» Task to carry out
Exactly the lines from the start of the data through the line containing "impl Default for" should be output, with both ends kept and nothing added.

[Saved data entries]
◇ ◇ ◇ ◇

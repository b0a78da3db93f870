//! The extraction pipeline: one job from chunk fetch to handoff
//!
//! Sequential inside a job (fetch → LLM → parse), fanned out for
//! check-create, fire-and-forget for the update batches. Across jobs there
//! is no coordination beyond the check-create protocol itself.

use crate::check_create::{CheckCreateConfig, CheckCreateEngine};
use crate::errors::{GraphError, WorkerError};
use crate::normalize::normalize_label;
use crate::ops::{parse_operations, referenced_labels, CreateOp, ParsedOperations};
use crate::prompt;
use crate::traits::{GraphApi, LlmClient};
use crate::types::{CollectionId, Entity, EntityContext, EntitySpec, SourceRef};
use serde::{Deserialize, Serialize};
use serde_json::Value;
use std::sync::Arc;
use tracing::{debug, info, warn};

/// Pipeline limits and knobs.
#[derive(Debug, Clone, Serialize, Deserialize)]
#[serde(default)]
pub struct PipelineConfig {
    /// Chunks shorter than this carry no extractable signal.
    pub min_text_chars: usize,
    /// Soft ceiling: longer texts are processed but flagged.
    pub warn_text_bytes: usize,
    /// Hard ceiling on the text payload.
    pub max_text_bytes: usize,
    /// Additive-update entries per request.
    pub update_batch_size: usize,
    pub check_create: CheckCreateConfig,
}

impl Default for PipelineConfig {
    fn default() -> Self {
        Self {
            min_text_chars: 50,
            warn_text_bytes: 100 * 1024,
            max_text_bytes: 500 * 1024,
            update_batch_size: 1000,
            check_create: CheckCreateConfig::default(),
        }
    }
}

/// Counters surfaced in the job's per-step log lines.
#[derive(Debug, Clone, Default, Serialize, Deserialize)]
pub struct JobStats {
    pub prompt_tokens: u32,
    pub completion_tokens: u32,
    pub total_tokens: u32,
    pub cost_usd: f64,
    pub creates: usize,
    pub relationships: usize,
    pub property_sets: usize,
    pub entities_created: usize,
    pub entities_reused: usize,
    pub updates_built: usize,
    pub update_batches: usize,
    pub races_detected: u64,
}

/// What a finished job hands back to the host: the ids this invocation
/// created (and only those), plus accounting.
#[derive(Debug, Clone, Serialize, Deserialize)]
pub struct JobOutcome {
    pub new_entity_ids: Vec<String>,
    pub stats: JobStats,
}

/// Orchestrates one extraction job against a graph service and an LLM.
pub struct ExtractionPipeline {
    graph: Arc<dyn GraphApi>,
    llm: Arc<dyn LlmClient>,
    config: PipelineConfig,
}

impl ExtractionPipeline {
    pub fn new(graph: Arc<dyn GraphApi>, llm: Arc<dyn LlmClient>) -> Self {
        Self::with_config(graph, llm, PipelineConfig::default())
    }

    pub fn with_config(
        graph: Arc<dyn GraphApi>,
        llm: Arc<dyn LlmClient>,
        config: PipelineConfig,
    ) -> Self {
        Self { graph, llm, config }
    }

    /// Run one job: extract from `target_entity`, materialize into
    /// `target_collection`, return the newly created entity ids.
    pub async fn run(
        &self,
        target_entity: &str,
        target_collection: &CollectionId,
    ) -> Result<JobOutcome, WorkerError> {
        if target_entity.is_empty() {
            return Err(WorkerError::InvalidInput(
                "job has no target entity".to_string(),
            ));
        }

        // Step 1: fetch the chunk with relationship previews expanded.
        let chunk = self
            .graph
            .get_entity(target_entity, true)
            .await
            .map_err(|e| match e {
                GraphError::NotFound(_) => WorkerError::InvalidInput(format!(
                    "target entity {target_entity} does not exist"
                )),
                other => WorkerError::Graph(other),
            })?;

        // Step 2: resolve and gate the text payload.
        let text = self.resolve_text(&chunk).await?;
        let char_count = text.chars().count();
        if char_count < self.config.min_text_chars {
            return Err(WorkerError::InvalidInput(format!(
                "chunk text too short: {char_count} chars (minimum {})",
                self.config.min_text_chars
            )));
        }
        if text.len() > self.config.max_text_bytes {
            return Err(WorkerError::InvalidInput(format!(
                "chunk text too large: {} bytes (maximum {})",
                text.len(),
                self.config.max_text_bytes
            )));
        }
        if text.len() > self.config.warn_text_bytes {
            warn!(bytes = text.len(), "chunk text is unusually large");
        }

        // Step 3: compose prompts and call the model.
        let ctx = EntityContext::from_entity(&chunk);
        let source = SourceRef {
            id: chunk.id.clone(),
            entity_type: chunk.entity_type.clone(),
            label: ctx.label.clone(),
        };
        let user = prompt::user_prompt(&ctx, &text);
        let response = self.llm.call(prompt::SYSTEM_PROMPT, &user).await?;

        let mut stats = JobStats {
            prompt_tokens: response.prompt_tokens,
            completion_tokens: response.completion_tokens,
            total_tokens: response.total_tokens,
            cost_usd: response.cost_usd,
            ..JobStats::default()
        };
        info!(
            prompt_tokens = stats.prompt_tokens,
            completion_tokens = stats.completion_tokens,
            cost_usd = stats.cost_usd,
            "model call complete"
        );

        // Step 4: parse, then declare creates for labels the model only
        // referenced so relationship targets always exist.
        let mut parsed = parse_operations(&response.content)?;
        self.append_implicit_creates(&mut parsed);
        stats.creates = parsed.creates.len();
        stats.relationships = parsed.relationships.len();
        stats.property_sets = parsed.properties.len();
        info!(
            creates = stats.creates,
            relationships = stats.relationships,
            properties = stats.property_sets,
            "operations parsed"
        );

        if parsed.creates.is_empty() {
            info!("model extracted nothing from this chunk");
            return Ok(JobOutcome {
                new_entity_ids: Vec::new(),
                stats,
            });
        }

        // Step 5: race-resolved dedup of every entity.
        let engine =
            CheckCreateEngine::with_config(self.graph.clone(), self.config.check_create.clone());
        let specs = parsed
            .creates
            .iter()
            .map(|c| EntitySpec::new(c.label.clone(), c.entity_type.clone()))
            .collect();
        let results = engine.batch(target_collection, specs).await?;
        stats.entities_created = results.iter().filter(|r| r.is_new).count();
        stats.entities_reused = results.len() - stats.entities_created;
        stats.races_detected = engine.races_detected();
        info!(
            created = stats.entities_created,
            reused = stats.entities_reused,
            races = stats.races_detected,
            "entities resolved"
        );

        // Step 6: build the additive updates and fire them without awaiting;
        // the endpoint upserts by (entity, predicate, peer), so a lost batch
        // delays data but never corrupts it.
        let updates =
            crate::updates::build_updates(&parsed, &results, &source, &text, target_collection);
        stats.updates_built = updates.len();
        for (index, batch) in updates.chunks(self.config.update_batch_size).enumerate() {
            stats.update_batches += 1;
            let graph = self.graph.clone();
            let batch = batch.to_vec();
            tokio::spawn(async move {
                match graph.additive_update(&batch).await {
                    Ok(accepted) => {
                        debug!(batch = index, accepted, "additive-update batch accepted");
                    }
                    Err(e) => {
                        warn!(batch = index, error = %e, "additive-update batch failed");
                    }
                }
            });
        }

        // Step 7: hand off only what this job created.
        let new_entity_ids: Vec<String> = results
            .iter()
            .filter(|r| r.is_new)
            .map(|r| r.entity_id.clone())
            .collect();
        info!(
            new_entities = new_entity_ids.len(),
            batches = stats.update_batches,
            "extraction complete"
        );

        Ok(JobOutcome {
            new_entity_ids,
            stats,
        })
    }

    /// Prefer inline `text`, then `content`, then the content endpoint.
    async fn resolve_text(&self, chunk: &Entity) -> Result<String, WorkerError> {
        if let Some(Value::String(text)) = chunk.properties.get("text") {
            return Ok(text.clone());
        }
        if let Some(Value::String(content)) = chunk.properties.get("content") {
            return Ok(content.clone());
        }
        debug!(id = %chunk.id, "no inline text, fetching content");
        self.graph
            .fetch_content(&chunk.id, "content")
            .await
            .map_err(|e| match e {
                GraphError::NotFound(_) => WorkerError::InvalidInput(format!(
                    "entity {} carries no text payload",
                    chunk.id
                )),
                other => WorkerError::Graph(other),
            })
    }

    /// Relationship targets the model forgot to declare still need to exist:
    /// append a generic create per referenced-but-undeclared label.
    fn append_implicit_creates(&self, parsed: &mut ParsedOperations) {
        let mut declared: std::collections::HashSet<String> = parsed
            .creates
            .iter()
            .map(|c| normalize_label(&c.label))
            .collect();

        let mut missing: Vec<String> = Vec::new();
        for label in referenced_labels(parsed) {
            let normalized = normalize_label(&label);
            if normalized.is_empty() || declared.contains(&normalized) {
                continue;
            }
            declared.insert(normalized.clone());
            missing.push(normalized);
        }
        missing.sort();

        for label in missing {
            debug!(label = %label, "declaring create for referenced-only label");
            parsed.creates.push(CreateOp {
                label,
                entity_type: "entity".to_string(),
                description: String::new(),
                properties: Default::default(),
            });
        }
    }
}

◇ ◇ ◇ ◇

» Final answer
repository b0a78da3db93f870
//! The extraction pipeline: one job from chunk fetch to handoff
//!
//! Sequential inside a job (fetch → LLM → parse), fanned out for
//! check-create, fire-and-forget for the update batches. Across jobs there
//! is no coordination beyond the check-create protocol itself.

use crate::check_create::{CheckCreateConfig, CheckCreateEngine};
use crate::errors::{GraphError, WorkerError};
use crate::normalize::normalize_label;
use crate::ops::{parse_operations, referenced_labels, CreateOp, ParsedOperations};
use crate::prompt;
use crate::traits::{GraphApi, LlmClient};
use crate::types::{CollectionId, Entity, EntityContext, EntitySpec, SourceRef};
use serde::{Deserialize, Serialize};
use serde_json::Value;
use std::sync::Arc;
use tracing::{debug, info, warn};

/// Pipeline limits and knobs.
#[derive(Debug, Clone, Serialize, Deserialize)]
#[serde(default)]
pub struct PipelineConfig {
    /// Chunks shorter than this carry no extractable signal.
    pub min_text_chars: usize,
    /// Soft ceiling: longer texts are processed but flagged.
    pub warn_text_bytes: usize,
    /// Hard ceiling on the text payload.
    pub max_text_bytes: usize,
    /// Additive-update entries per request.
    pub update_batch_size: usize,
    pub check_create: CheckCreateConfig,
}

impl Default for PipelineConfig {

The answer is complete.